IRS data can improve pandemic poverty estimates
The assessed anti-poverty effects of unemployment insurance are underestimated because they are based on data that underestimate the amount of cash assistance paid to recipients. When adjusting for benefit levels seen in IRS data, the Supplemental Poverty Measure (SPM), which accounts for tax credits not included in the official poverty rate, rises from 9.1 % to 7.3% in 2020 (a reduction of 20%) and from 7.8% to 6.6% in 2021 (a reduction of 15%), as shown in the table below.
These adjustments are presented with the population totals below.
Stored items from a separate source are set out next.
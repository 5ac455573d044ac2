//! Output types and result structures for regression fits.
//!
//! ## Purpose
//!
//! This module defines the `RegressionResult` struct which encapsulates all
//! outputs of a fit: column summaries, coefficients, training RMSE, and
//! optional per-point values and diagnostics.
//!
//! ## Design notes
//!
//! * **Memory Efficiency**: All optional outputs use `Option<Vec<T>>`.
//! * **Generics**: Results are generic over `Float` types.
//! * **Ergonomics**: Implements `Display` for human-readable output.
//!
//! ## Invariants
//!
//! * All populated vectors have the same length and order as the input data.
//!
//! ## Non-goals
//!
//! * This module does not perform the fit; it only stores and reports it.
//! * This module does not provide serialization/deserialization logic.

// Feature-gated imports
#[cfg(not(feature = "std"))]
use alloc::vec::Vec;
#[cfg(feature = "std")]
use std::vec::Vec;

// External dependencies
use core::fmt::{Debug, Display, Formatter, Result};
use num_traits::Float;

// Internal dependencies
use crate::algorithms::coefficients::Coefficients;
use crate::algorithms::prediction::predict_values;
use crate::evaluation::diagnostics::Diagnostics;
use crate::math::stats::SummaryStats;

// ============================================================================
// Result Structure
// ============================================================================

/// Regression output containing the fitted line and its quality metrics.
#[derive(Debug, Clone, PartialEq)]
pub struct RegressionResult<T> {
    /// Predictor values, in input order.
    pub x: Vec<T>,

    /// Summary of the predictor column.
    pub x_stats: SummaryStats<T>,

    /// Summary of the target column.
    pub y_stats: SummaryStats<T>,

    /// Fitted intercept and slope.
    pub coefficients: Coefficients<T>,

    /// RMSE of the fitted values against the training targets.
    pub rmse: T,

    /// Fitted values `ŷ_i` at each input point.
    pub fitted: Option<Vec<T>>,

    /// Residuals from the fit (y_i - ŷ_i).
    pub residuals: Option<Vec<T>>,

    /// Diagnostic metrics (RMSE, MAE, R^2, residual SD).
    pub diagnostics: Option<Diagnostics<T>>,
}

impl<T: Float> RegressionResult<T> {
    /// Predict values at new predictor values.
    pub fn predict(&self, x: &[T]) -> Vec<T> {
        predict_values(&self.coefficients, x)
    }

    /// Check if diagnostics were computed.
    pub fn has_diagnostics(&self) -> bool {
        self.diagnostics.is_some()
    }
}

// ============================================================================
// Display Implementation
// ============================================================================

impl<T: Float + Display + Debug> Display for RegressionResult<T> {
    fn fmt(&self, f: &mut Formatter<'_>) -> Result {
        writeln!(f, "Summary:")?;
        writeln!(f, "  Data points: {}", self.x.len())?;
        writeln!(f, "  x stats: {}", self.x_stats)?;
        writeln!(f, "  y stats: {}", self.y_stats)?;
        writeln!(f, "  Coefficients: {}", self.coefficients)?;
        writeln!(f, "  RMSE: {:.3}", self.rmse)?;

        if let Some(diag) = &self.diagnostics {
            writeln!(f)?;
            write!(f, "{}", diag)?;
        }

        let has_fitted = self.fitted.is_some();
        let has_resid = self.residuals.is_some();
        if !has_fitted && !has_resid {
            return Ok(());
        }

        writeln!(f)?;
        writeln!(f, "Fitted Data:")?;

        write!(f, "{:>8}", "X")?;
        if has_fitted {
            write!(f, " {:>12}", "Y_fitted")?;
        }
        if has_resid {
            write!(f, " {:>12}", "Residual")?;
        }
        writeln!(f)?;

        let line_width = 8 + if has_fitted { 13 } else { 0 } + if has_resid { 13 } else { 0 };
        writeln!(f, "{:-<width$}", "", width = line_width)?;

        // Data rows (show first 10 and last 10 if more than 20 points)
        let n = self.x.len();
        let rows_to_show: Vec<usize> = if n <= 20 {
            (0..n).collect()
        } else {
            (0..10).chain(n - 10..n).collect()
        };

        let mut prev_idx = 0;
        for (i, &idx) in rows_to_show.iter().enumerate() {
            if i > 0 && idx != prev_idx + 1 {
                writeln!(f, "{:>8}", "...")?;
            }
            prev_idx = idx;

            write!(f, "{:>8.2}", self.x[idx])?;
            if let Some(fitted) = &self.fitted {
                write!(f, " {:>12.6}", fitted[idx])?;
            }
            if let Some(resid) = &self.residuals {
                write!(f, " {:>12.6}", resid[idx])?;
            }
            writeln!(f)?;
        }

        Ok(())
    }
}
Officially, Unemployment Insurance is credited with lifting 5.5 million people above the MPS poverty line in 2020 and another 2.3 million people in 2021. When IRS data on beneficiaries unemployment insurance and benefit levels are applied using estimates from Larrimore, a Additional 5.9 million and 3.9 million people are kept out of poverty in 2020 and 2021, respectively. In other words, the impact of pandemic unemployment insurance on reducing poverty was more than twice as large as the census data suggest when supplemented with national tax data. .
An important caveat is necessary to contextualize these results. Just as the CPS data understates distributed benefits, the IRS data may overstate the numbers. The Unemployment Insurance program has battled identity theft and false payments during the COVID era. Notably, the employment and training administration of the Ministry of Labor assessed that there was an abusive payment rate of 18.7%.
Including this mispayment rate in the adjusted IRS calculations lowers the total poverty reduction to 9.3 million people in 2020 (originally 11.4) and five million in 2021 (originally 6.2). Yet under these conditions, levels of poverty reduction through unemployment benefits would still be 83% higher than census estimates. Even if you assume that false payments went to one of the three declared beneficiaries, the anti-poverty effects of unemployment insurance would still be 50% greater than the official figures indicate.
The take-out sale
Misleading data estimates can have significant effects on people’s perceptions and, eventually, political decisions. To date, political organizations and the media have taken the census figures at face value. These misconceptions risk entrenching an inaccurate portrait of the anti-poverty impact of unemployment insurance as a consensus. Reducing the real impact of unemployment programs by more than half may then lead policymakers to underestimate the importance of unemployment insurance reform on the list of legislative priorities. This does the workers a disservice. In the interest of defending future expansions, it is essential that we get these measurements correct in the future.